6. Our legal bases for processing
We process platform account data under the following legal bases (UK GDPR Article 6):
- Contract (Art. 6(1)(b)): Processing necessary to provide the platform to you under our Terms of Service.
- Legitimate interests (Art. 6(1)(f)): Security logging, fraud prevention, platform improvement, and business communications.
- Legal obligation (Art. 6(1)(c)): Retaining billing and transaction records to meet financial reporting obligations.

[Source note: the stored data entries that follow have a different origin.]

//! Service bindings for the `keybase.1.*` RPC surface.
//!
//! One module per service. Each carries its wire types (records, integer
//! enums, tagged unions), a server-side interface trait with a
//! `…_protocol()` factory producing the dispatch table, and a `…Client`
//! stub issuing calls over an injected [`kbrpc::GenericClient`].
//!
//! Wire fidelity rules, applied throughout:
//! - records encode as msgpack maps under their exact field tags;
//! - arguments ride as one-element positional tuples, even when empty;
//! - optional fields are omitted when absent, never encoded as nil;
//! - enums encode as their exact integer values;
//! - fixed-size identifiers encode as exact-length msgpack bin.
#![forbid(unsafe_code)]

#[macro_use]
mod macros;

pub mod account;
pub mod block;
pub mod common;
pub mod config;
pub mod constants;
pub mod crypto;
pub mod ctl;
pub mod kbfs;
pub mod simple_fs;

- Consent (Art. 6(1)(a)): Any non-essential cookies or optional marketing communications, where applicable.
7. Subprocessors
We share data with the following categories of subprocessors to operate the platform:
| Provider | Purpose | Location |
|---|---|---|
| Cloudflare | CDN, DDoS protection, DNS, bot management | US / Global |
| Resend | Transactional email delivery | US |
| Stripe | Payment processing and billing management | US / EU |
| Contabo GmbH | Server infrastructure and data storage | United Kingdom / Germany |
Where subprocessors are located outside the UK or European Economic Area, we rely on appropriate transfer mechanisms, such as the International Data Transfer Agreements approved by the ICO, or adequacy decisions, to ensure equivalent protection. The maintained register, including providers engaged only if enabled, is on our Subprocessors page.
8. Data retention
- Account data: Retained for the lifetime of your account, plus six years after closure to meet financial and legal obligations.

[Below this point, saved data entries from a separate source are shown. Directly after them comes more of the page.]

wire_union! {
    /// Where in history an archived KBFS path points.
    KbfsArchivedParam[KbfsArchivedType @ "KBFSArchivedType", kbfs_archived_type] {
        Revision(KbfsRevision) @ "revision", revision,
        Time(Time) @ "time", time,
        TimeString(String) @ "timeString", time_string,
        RelTimeString(String) @ "relTimeString", rel_time_string,
    }
}

/// KBFS path pinned to an archived view.
#[derive(Debug, Clone, PartialEq, Serialize, Deserialize)]
pub struct KbfsArchivedPath {
    pub path: String,
    #[serde(rename = "archivedParam")]
    pub archived_param: KbfsArchivedParam,
}

wire_union! {
    /// Filesystem location: local disk, KBFS, or an archived KBFS view.
    Path[PathType @ "PathType", path_type] {
        Local(String) @ "local", local,
        Kbfs(KbfsPath) @ "kbfs", kbfs,
        KbfsArchived(KbfsArchivedPath) @ "kbfsArchived", kbfs_archived,
    }
}

/// Block prefetch progress for an entry still being synced.
#[derive(Debug, Clone, Default, PartialEq, Eq, Serialize, Deserialize)]
pub struct PrefetchProgress {
    pub start: Time,
    #[serde(rename = "endEstimate")]
    pub end_estimate: Time,
    #[serde(rename = "bytesTotal")]
    pub bytes_total: i64,
    #[serde(rename = "bytesFetched")]
    pub bytes_fetched: i64,
}

#[derive(Debug, Clone, Default, PartialEq, Eq, Serialize, Deserialize)]
pub struct Dirent {
    pub time: Time,
    pub size: i32,
    pub name: String,
    #[serde(rename = "direntType")]
    pub dirent_type: DirentType,
    #[serde(rename = "lastWriterUnverified")]
    pub last_writer_unverified: User,
    pub writable: bool,
    #[serde(rename = "prefetchStatus")]
    pub prefetch_status: PrefetchStatus,
    #[serde(rename = "prefetchProgress")]
    pub prefetch_progress: PrefetchProgress,
    #[serde(rename = "symlinkTarget")]
    pub symlink_target: String,
}

#[derive(Debug, Clone, Default, PartialEq, Eq, Serialize, Deserialize)]
pub struct DirentWithRevision {
    pub entry: Dirent,
    pub revision: KbfsRevision,
}

#[derive(Debug, Clone, Default, PartialEq, Eq, Serialize, Deserialize)]
pub struct SimpleFsListResult {
    pub entries: Vec<Dirent>,
    pub progress: Progress,
}

#[derive(Debug, Clone, Default, PartialEq, Eq, Serialize, Deserialize)]
pub struct FileContent {
    #[serde(with = "serde_bytes_compat")]
    pub data: Vec<u8>,
    pub progress: Progress,
}

#[derive(Debug, Clone, PartialEq, Serialize, Deserialize)]
pub struct ListArgs {
    #[serde(rename = "opID")]
    pub op_id: OpId,
    pub path: Path,
    pub filter: ListFilter,
}

#[derive(Debug, Clone, PartialEq, Serialize, Deserialize)]
pub struct ListToDepthArgs {
    #[serde(rename = "opID")]
    pub op_id: OpId,
    pub path: Path,
    pub filter: ListFilter,
    pub depth: i32,
}

#[derive(Debug, Clone, PartialEq, Serialize, Deserialize)]
pub struct RemoveArgs {
    #[serde(rename = "opID")]
    pub op_id: OpId,
    pub path: Path,
    pub recursive: bool,
}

- Security and access logs: Retained for up to 90 days.
- Tenant CRM data: Retained until the tenant deletes it or closes their account, at which point it is purged within 30 days.
- Backups: Encrypted backups are retained for up to 30 days and then permanently deleted.
9. Security measures
We implement appropriate technical and organisational measures to protect your personal data, including:
- Encryption in transit (TLS 1.2 or higher) and at rest
- Tenant data isolation so each tenant's data is logically separated
- Password hashing using industry-standard algorithms
- Brute-force rate limiting on authentication endpoints
- Access controls limiting staff access to data on a need-to-know basis
- Regular security reviews and patch management
10. Your rights under UK GDPR
Where Nucleus HQ is the controller of your personal data (platform account data), you have the following rights:
- Access: Request a copy of the personal data we hold about you.

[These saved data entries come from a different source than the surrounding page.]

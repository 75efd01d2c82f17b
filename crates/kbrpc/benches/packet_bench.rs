use criterion::{black_box, criterion_group, criterion_main, Criterion};
use kbrpc::compress::CompressionType;
use kbrpc::packet::Packet;
use rmpv::Value;

fn call_args(payload_len: usize) -> Value {
    Value::Array(vec![Value::Map(vec![
        (Value::from("folder"), Value::from("private/alice")),
        (Value::from("buf"), Value::Binary(vec![0xABu8; payload_len])),
    ])])
}

fn bench_call_encode(c: &mut Criterion) {
    let packet = Packet::call(1, "keybase.1.block.putBlock", call_args(1024));
    c.bench_function("call_encode_1kb", |b| {
        b.iter(|| black_box(packet.encode().unwrap()));
    });
}

fn bench_call_decode(c: &mut Criterion) {
    let packet = Packet::call(1, "keybase.1.block.putBlock", call_args(1024));
    let bytes = packet.encode().unwrap();
    c.bench_function("call_decode_1kb", |b| {
        b.iter(|| black_box(Packet::decode(&bytes).unwrap()));
    });
}

fn bench_compressed_encode(c: &mut Criterion) {
    let packet = Packet::call_compressed(
        1,
        CompressionType::Gzip,
        "keybase.1.block.getBlockSizes",
        call_args(16 * 1024),
    );
    c.bench_function("compressed_call_encode_16kb", |b| {
        b.iter(|| black_box(packet.encode().unwrap()));
    });
}

fn bench_compressed_decode(c: &mut Criterion) {
    let packet = Packet::call_compressed(
        1,
        CompressionType::Gzip,
        "keybase.1.block.getBlockSizes",
        call_args(16 * 1024),
    );
    let bytes = packet.encode().unwrap();
    c.bench_function("compressed_call_decode_16kb", |b| {
        b.iter(|| black_box(Packet::decode(&bytes).unwrap()));
    });
}

criterion_group!(
    benches,
    bench_call_encode,
    bench_call_decode,
    bench_compressed_encode,
    bench_compressed_decode
);
criterion_main!(benches);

- Rectification: Ask us to correct inaccurate or incomplete data.
- Erasure: Request deletion of your data where there is no overriding legitimate reason to retain it.
- Restriction: Ask us to restrict processing of your data in certain circumstances.
- Portability: Receive your data in a structured, machine-readable format.
- Objection: Object to processing based on legitimate interests.
- Withdraw consent: Where processing is based on consent, withdraw it at any time without affecting prior processing.
To exercise any of these rights, email us at support@nucleushq.app. We will respond within one calendar month.
11. Right to complain
If you are unhappy with how we have handled your personal data, you have the right to lodge a complaint with the Information Commissioner's Office (ICO):
Information Commissioner's OfficeWycliffe House
Water Lane
Wilmslow
SK9 5AF
ico.org.uk/make-a-complaint
We ask that you contact us first so we can try to resolve your concern.
12. Changes to this policy
We may update this policy from time to time. We will notify account holders by email before any material changes take effect. The "Last updated" date at the top of this page always reflects the most recent version.